The curators’ guidance through the space played a role in this, almost romantic feeling of safety. It’s as if they themselves were undergoing a gentle exercise of remembering their curatorial process. They spoke softly yet with confident ease about their considerations and introduced each work and artist with professional care. While they named Mahube Diseko‘s I Miss Myself the Most (2023) as the show’s hero piece, the paradoxically modest soft sculpture is eclipsed by Natalie Paneng’s hard intervention, which erects itself on the opposite end of the room, commanding the exhibition’s core.
Ke Thlogo (2023), Paneng’s heady installation, is a surrealist embodiment of memory. It consists of a familiar chair, suspended on the gallery wall, straddling a miniature backyard and its resident pup. Atop the chair is a miniature house with a smartphone video playing through its windows, cable and all. Next to the chair, a room divider with feet, complete with those unmistakable Paneng lips, nose and septum. Its quietly rhythmic elements like portraits, a chandelier, house numbers, pink paint, artificial grass and a checkered floor, connect this bizarre visage to the sticky stuff of our upbringings.
With a BA in Dramatic Arts, Paneng is a self-described “world builder” and it shows in this blatantly triumphant piece. Sat on its floor during her talk at the walkabout, guiding us again in earnest, through her cultural influences and artistic flair, her oral presentation, at least momentarily, blurred the viewers’ perception of the barrier between memory, reality and imagination. She inspired audience questions about worship and spirituality, amplifying the interconnectedness of creation, curation, and making meaning in the physical realm.
In the same room, Lunga Ntila‘s abstract, almost monochromatic, collage portrait, personifies itself in another way. Its form raises existential questions about memory. Smoothly organic cutouts of mirror fragments are imposed on a precarious portrait, projecting the viewer’s own physicality onto that of the artist whose untimely passing at 27 halted a hopeful career.
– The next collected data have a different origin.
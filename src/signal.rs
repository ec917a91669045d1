use serde::{Deserialize, Serialize};
use webrtc::{
    ice_transport::ice_candidate::RTCIceCandidateInit,
    peer_connection::sdp::session_description::RTCSessionDescription,
};

/// Messages accepted from a client. On the wire: `{"type": ..., "payload": ...}`.
#[derive(Deserialize, Debug)]
#[serde(tag = "type", content = "payload", rename_all = "snake_case")]
pub enum ClientMessage {
    Join(JoinPayload),
    Offer(RTCSessionDescription),
    Answer(RTCSessionDescription),
    // Seems like client-side (JS) RTCIceCandidate struct is equal RTCIceCandidateInit.
    Candidate(RTCIceCandidateInit),
}

#[derive(Deserialize, Debug, Clone, PartialEq, Eq)]
pub struct JoinPayload {
    pub room_id: String,
}

/// Messages sent to a client, using the same envelope as [`ClientMessage`].
#[derive(Serialize, Debug)]
#[serde(tag = "type", content = "payload", rename_all = "snake_case")]
pub enum ServerMessage {
    Offer(RTCSessionDescription),
    Answer(RTCSessionDescription),
    Candidate(RTCIceCandidateInit),
    UserLeft {
        user_id: String,
        stream_ids: Vec<String>,
    },
}

impl ClientMessage {
    pub fn kind(&self) -> &'static str {
        match self {
            ClientMessage::Join(_) => "join",
            ClientMessage::Offer(_) => "offer",
            ClientMessage::Answer(_) => "answer",
            ClientMessage::Candidate(_) => "candidate",
        }
    }
}

impl ServerMessage {
    pub fn kind(&self) -> &'static str {
        match self {
            ServerMessage::Offer(_) => "offer",
            ServerMessage::Answer(_) => "answer",
            ServerMessage::Candidate(_) => "candidate",
            ServerMessage::UserLeft { .. } => "user_left",
        }
    }
}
As they led us to the third and final room, the curators introduced what they termed the “abstraction room,” marked by more visually abstract representations of memory. Two black and white collage pieces adorning the walls on either side of the room from Lebogang Kganye’s series In Search For Memory (2020), had scenes depicting family album silhouettes and furniture from her grandmother’s house, inspired by Muthi Nhlama’s sci-fi tale Ta O’reva (2015), and fixating on personal and national memory.
Mankebe Seakgoe’s calligraphic compositions in paint and sculptural form, work alongside Simnikiwe Buhlungu‘s film The Khuaya (2022). Then again the exhibition meanders back to its fave with Mahube Diseko‘s Travel Safely Back to Your Heart (2022). During the walkabout, Diseko spoke about her transition across artistic mediums comparing her embroidering on underwear to excerpts from an unwritten diary.
There is an undeniable subtlety in that this presentation on memory is predominantly youthful, and this is an advantage heightened by the quietly unjaded sincerity behind the curators’ efforts. Influenced by this innocence, the sweetly nostalgic tone makes I Miss Myself the Most a breath of fresh air in a space like STEVENSON. Rather than returning to established strategies, Mbovane and Molapo have used their novel gaze to seek out work that complicates the viewer’s vision of evocation in a stunningly straightforward, yet speculative way.